Content starts

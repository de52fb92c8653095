//! Sandbox error types.
//!
//! `Display` output carries the detailed cause and goes to the diagnostic
//! log only. Callers see [`SandboxError::to_action_error`] rendered through
//! [`ActionError::user_message`].

use std::time::Duration;

use thiserror::Error;
use warden_core::ActionError;

/// Errors raised while preparing or running a sandboxed execution.
#[derive(Debug, Error)]
pub enum SandboxError {
    /// The target or configuration was refused by a containment rule.
    #[error("sandbox violation: {0}")]
    Violation(String),

    /// A template could not be rendered.
    #[error("template error: {0}")]
    Template(String),

    /// The secrets file is unreadable, malformed, or too permissive.
    #[error("secrets error: {0}")]
    Secrets(String),

    /// The process could not be started.
    #[error("failed to spawn process: {0}")]
    Spawn(String),

    /// Network or protocol failure.
    #[error("transport error: {0}")]
    Transport(String),

    /// The remote side answered with a non-success status.
    #[error("HTTP status {0}")]
    HttpStatus(u16),

    /// Wall-clock timeout.
    #[error("execution timed out after {0:?}")]
    Timeout(Duration),

    /// Cancelled by the caller.
    #[error("execution cancelled")]
    Cancelled,

    /// The plugin execution rate limit was exceeded.
    #[error("plugin execution rate limit exceeded")]
    RateLimited,

    /// The request reached the executor without being approved.
    #[error("request is not approved")]
    NotApproved,

    /// I/O error.
    #[error("I/O error: {0}")]
    Io(#[from] std::io::Error),
}

impl SandboxError {
    /// Map onto the caller-facing action taxonomy.
    #[must_use]
    pub fn to_action_error(&self) -> ActionError {
        match self {
            Self::Violation(cause) => ActionError::SandboxViolation(cause.clone()),
            Self::Timeout(limit) => ActionError::ExecutionTimeout(*limit),
            Self::Cancelled => ActionError::Cancelled,
            Self::HttpStatus(code) => ActionError::HttpStatus(*code),
            Self::RateLimited => ActionError::RateLimited("plugin_execution".to_string()),
            Self::NotApproved => ActionError::ApprovalDenied {
                reason: self.to_string(),
            },
            Self::Template(_)
            | Self::Secrets(_)
            | Self::Spawn(_)
            | Self::Transport(_)
            | Self::Io(_) => ActionError::ExecutionFailed(self.to_string()),
        }
    }
}

/// Result type for sandbox operations.
pub type SandboxResult<T> = Result<T, SandboxError>;
//! Layer merging.

/// Recursively deep-merge `overlay` into `base`.
///
/// - Tables merge recursively per-field.
/// - Scalars and arrays from the overlay **replace** the base value.
pub fn deep_merge(base: &mut toml::Value, overlay: &toml::Value) {
    match (base, overlay) {
        (toml::Value::Table(base_table), toml::Value::Table(overlay_table)) => {
            for (key, overlay_val) in overlay_table {
                if let Some(base_val) = base_table.get_mut(key) {
                    deep_merge(base_val, overlay_val);
                } else {
                    base_table.insert(key.clone(), overlay_val.clone());
                }
            }
        },
        (base, overlay) => {
            *base = overlay.clone();
        },
    }
}

/// Set the value at a dotted `path`, creating intermediate tables.
///
/// Does nothing if an intermediate segment exists and is not a table.
pub fn set_path(root: &mut toml::Value, path: &str, value: toml::Value) {
    let mut segments = path.split('.').peekable();
    let mut current = root;
    while let Some(segment) = segments.next() {
        let toml::Value::Table(table) = current else {
            return;
        };
        if segments.peek().is_none() {
            table.insert(segment.to_string(), value);
            return;
        }
        current = table
            .entry(segment.to_string())
            .or_insert_with(|| toml::Value::Table(toml::map::Map::new()));
    }
}

#[cfg(test)]
mod tests {
    use super::*;

    fn parse(s: &str) -> toml::Value {
        toml::from_str(s).unwrap()
    }

    #[test]
    fn tables_merge_and_scalars_replace() {
        let mut base = parse(
            r#"
            [security]
            approval_timeout_secs = 300
            [security.pin]
            max_failures = 5
            "#,
        );
        let overlay = parse(
            r#"
            [security.pin]
            max_failures = 3
            "#,
        );
        deep_merge(&mut base, &overlay);
        assert_eq!(base["security"]["approval_timeout_secs"].as_integer(), Some(300));
        assert_eq!(base["security"]["pin"]["max_failures"].as_integer(), Some(3));
    }

    #[test]
    fn arrays_replace() {
        let mut base = parse("allowed_env = [\"PATH\", \"HOME\"]");
        deep_merge(&mut base, &parse("allowed_env = [\"PATH\"]"));
        assert_eq!(base["allowed_env"].as_array().unwrap().len(), 1);
    }

    #[test]
    fn set_path_creates_tables() {
        let mut root = toml::Value::Table(toml::map::Map::new());
        set_path(&mut root, "security.pin.credential", "x".into());
        assert_eq!(root["security"]["pin"]["credential"].as_str(), Some("x"));
    }
}
//! Wiring a [`Dispatcher`] from configuration.

use std::path::Path;
use std::sync::Arc;

use tracing::{info, warn};
use warden_approval::{PermissionGate, RateLimiter};
use warden_config::Config;
use warden_core::EventBus;
use warden_sandbox::PluginExecutor;

use crate::config_bridge::{
    to_approval_timeout, to_audit_log, to_classifier, to_executor_config, to_log_config,
    to_pin_verifier, to_rate_limiter_config, to_secrets,
};
use crate::dispatcher::Dispatcher;
use crate::error::RuntimeResult;

/// A fully wired permission gate and sandbox.
///
/// One rate limiter is shared by the dispatcher (`api`), the gate (`auth`)
/// and the executor (`plugin_execution`).
#[derive(Debug)]
pub struct Warden {
    dispatcher: Arc<Dispatcher>,
    limiter: Arc<RateLimiter>,
}

impl Warden {
    /// Build from `config`, placing the default audit file under the warden
    /// home directory.
    ///
    /// # Errors
    ///
    /// Returns an error if the home directory cannot be resolved or any
    /// component fails to build.
    pub fn from_config(config: &Config) -> RuntimeResult<Self> {
        let home_override = std::env::var("WARDEN_HOME").ok();
        let home = warden_config::loader::warden_home(home_override.as_deref())?;
        Self::from_config_with_home(config, &home)
    }

    /// Build from `config` with an explicit warden home.
    ///
    /// # Errors
    ///
    /// Returns an error if the PIN credential or a classifier pattern is
    /// invalid, the audit log or secrets file cannot be opened, or the plugin
    /// directory cannot be listed.
    pub fn from_config_with_home(config: &Config, home: &Path) -> RuntimeResult<Self> {
        let limiter = Arc::new(RateLimiter::new(to_rate_limiter_config(config)));
        let events = EventBus::new();

        let gate = PermissionGate::new(to_pin_verifier(config)?, events.clone())
            .with_timeout(to_approval_timeout(config))
            .with_rate_limiter(Arc::clone(&limiter));

        let executor = PluginExecutor::new(to_executor_config(config), to_audit_log(config, home)?)
            .with_secrets(to_secrets(config)?)
            .with_rate_limiter(Arc::clone(&limiter));

        let dispatcher = Dispatcher::new(Arc::new(gate), Arc::new(executor), events)
            .with_classifier(to_classifier(config)?)
            .with_rate_limiter(Arc::clone(&limiter));

        if let Some(dir) = &config.plugins.dir {
            if dir.is_dir() {
                dispatcher.plugins().load_dir(dir)?;
            } else {
                warn!(dir = %dir.display(), "Plugin directory not found");
            }
        }

        info!(
            tools = ?dispatcher.tools().names(),
            plugins = dispatcher.plugins().len(),
            approval_timeout_secs = config.security.approval_timeout_secs,
            "Warden ready"
        );
        Ok(Self {
            dispatcher: Arc::new(dispatcher),
            limiter,
        })
    }

    /// The dispatcher.
    #[must_use]
    pub fn dispatcher(&self) -> &Arc<Dispatcher> {
        &self.dispatcher
    }

    /// The shared rate limiter.
    #[must_use]
    pub fn rate_limiter(&self) -> &Arc<RateLimiter> {
        &self.limiter
    }
}

/// Install the global log subscriber described by `[logging]`.
///
/// # Errors
///
/// Returns an error if the logging section is invalid or a subscriber is
/// already installed.
pub fn init_logging(config: &Config) -> RuntimeResult<()> {
    warden_telemetry::setup_logging(&to_log_config(config)?)?;
    Ok(())
}

#[cfg(test)]
mod tests {
    use super::*;
    use warden_core::{ActionKind, Parameters, RequesterId};

    #[tokio::test]
    async fn builds_from_config() {
        let home = tempfile::tempdir().unwrap();
        let work = tempfile::tempdir().unwrap();
        let plugins = home.path().join("plugins");
        std::fs::create_dir(&plugins).unwrap();
        std::fs::write(
            plugins.join("uptime.toml"),
            "name = \"uptime\"\n[execution]\ntype = \"bash\"\ncommand = \"uptime\"\n",
        )
        .unwrap();

        let mut config = Config::default();
        config.sandbox.work_dir = Some(work.path().to_path_buf());
        config.plugins.dir = Some(plugins);

        let warden = Warden::from_config_with_home(&config, home.path()).unwrap();
        assert_eq!(warden.dispatcher().plugins().names(), vec!["uptime"]);

        let result = warden
            .dispatcher()
            .submit(
                ActionKind::builtin("list_directory"),
                Parameters::new(),
                RequesterId::new("s"),
            )
            .await;
        assert!(!result.is_error, "{}", result.output);

        let audit = std::fs::read_to_string(home.path().join("audit.jsonl")).unwrap();
        assert_eq!(audit.lines().count(), 1);
        assert!(audit.contains("list_directory"));
    }

    #[test]
    fn invalid_pin_credential_fails() {
        let home = tempfile::tempdir().unwrap();
        let mut config = Config::default();
        config.security.pin.credential = Some("not-a-credential".into());
        assert!(Warden::from_config_with_home(&config, home.path()).is_err());
    }
}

Content ends

Begin at the top of the records above and quote each line exactly, ending with the line that contains "a containment rule.".

#### Your response:
repository de52fb92c8653095
//! Sandbox error types.
//!
//! `Display` output carries the detailed cause and goes to the diagnostic
//! log only. Callers see [`SandboxError::to_action_error`] rendered through
//! [`ActionError::user_message`].

use std::time::Duration;

use thiserror::Error;
use warden_core::ActionError;

/// Errors raised while preparing or running a sandboxed execution.
#[derive(Debug, Error)]
pub enum SandboxError {
    /// The target or configuration was refused by a containment rule.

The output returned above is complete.